▶ _Directions_
Please transcribe the entries below without omitting a single character.

Stored records
━━━━━━

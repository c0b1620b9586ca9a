//! The broker seam
//!
//! Everything the consume loop needs from a message broker, and nothing
//! more: suspend until the next delivery, acknowledge the one delivery in
//! flight, close the connection. Keeping the seam this narrow lets the
//! loop run unchanged against the MQTT source in production and a
//! scripted in-memory source in tests.

use async_trait::async_trait;

use crate::error::SourceError;

/// One message pulled from the channel queue, not yet acknowledged
#[derive(Debug, Clone, PartialEq, Eq)]
pub struct Delivery {
    /// Raw message body as published
    pub body: Vec<u8>,
    /// Whether the broker flagged this as a redelivery
    pub redelivered: bool,
}

impl Delivery {
    /// Convenience constructor for fresh (non-redelivered) messages
    pub fn new(body: impl Into<Vec<u8>>) -> Self {
        Self {
            body: body.into(),
            redelivered: false,
        }
    }
}

/// Source of readings for one channel
///
/// Implementations must deliver a channel's messages in publish order and
/// keep at most one delivery outstanding: the loop never calls `recv`
/// again before acknowledging the previous delivery, and the ordering of
/// the window depends on that discipline.
#[async_trait]
pub trait ReadingSource: Send {
    /// Suspend until the next delivery arrives
    ///
    /// `Ok(None)` means the source has closed and no further deliveries
    /// will come.
    async fn recv(&mut self) -> Result<Option<Delivery>, SourceError>;

    /// Acknowledge the delivery most recently returned by `recv`
    ///
    /// Exactly one acknowledgment per delivery; the broker may then
    /// discard the message.
    async fn ack(&mut self) -> Result<(), SourceError>;

    /// Close the underlying connection; idempotent
    async fn close(&mut self);
}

━━━━━━

▶ _Output for this exercise_
repository c0b1620b9586ca9a
//! The broker seam
//!
//! Everything the consume loop needs from a message broker, and nothing
//! more: suspend until the next delivery, acknowledge the one delivery in
//! flight, close the connection. Keeping the seam this narrow lets the
//! loop run unchanged against the MQTT source in production and a
//! scripted in-memory source in tests.

use async_trait::async_trait;

use crate::error::SourceError;

/// One message pulled from the channel queue, not yet acknowledged
#[derive(Debug, Clone, PartialEq, Eq)]
pub struct Delivery {
    /// Raw message body as published
    pub body: Vec<u8>,
    /// Whether the broker flagged this as a redelivery
    pub redelivered: bool,
}

impl Delivery {
    /// Convenience constructor for fresh (non-redelivered) messages
    pub fn new(body: impl Into<Vec<u8>>) -> Self {
        Self {
            body: body.into(),
            redelivered: false,
        }
    }
}

/// Source of readings for one channel
///
/// Implementations must deliver a channel's messages in publish order and
/// keep at most one delivery outstanding: the loop never calls `recv`
/// again before acknowledging the previous delivery, and the ordering of
/// the window depends on that discipline.
#[async_trait]
pub trait ReadingSource: Send {
    /// Suspend until the next delivery arrives
    ///
    /// `Ok(None)` means the source has closed and no further deliveries
    /// will come.
    async fn recv(&mut self) -> Result<Option<Delivery>, SourceError>;

    /// Acknowledge the delivery most recently returned by `recv`
    ///
    /// Exactly one acknowledgment per delivery; the broker may then
    /// discard the message.
    async fn ack(&mut self) -> Result<(), SourceError>;

    /// Close the underlying connection; idempotent
    async fn close(&mut self);
}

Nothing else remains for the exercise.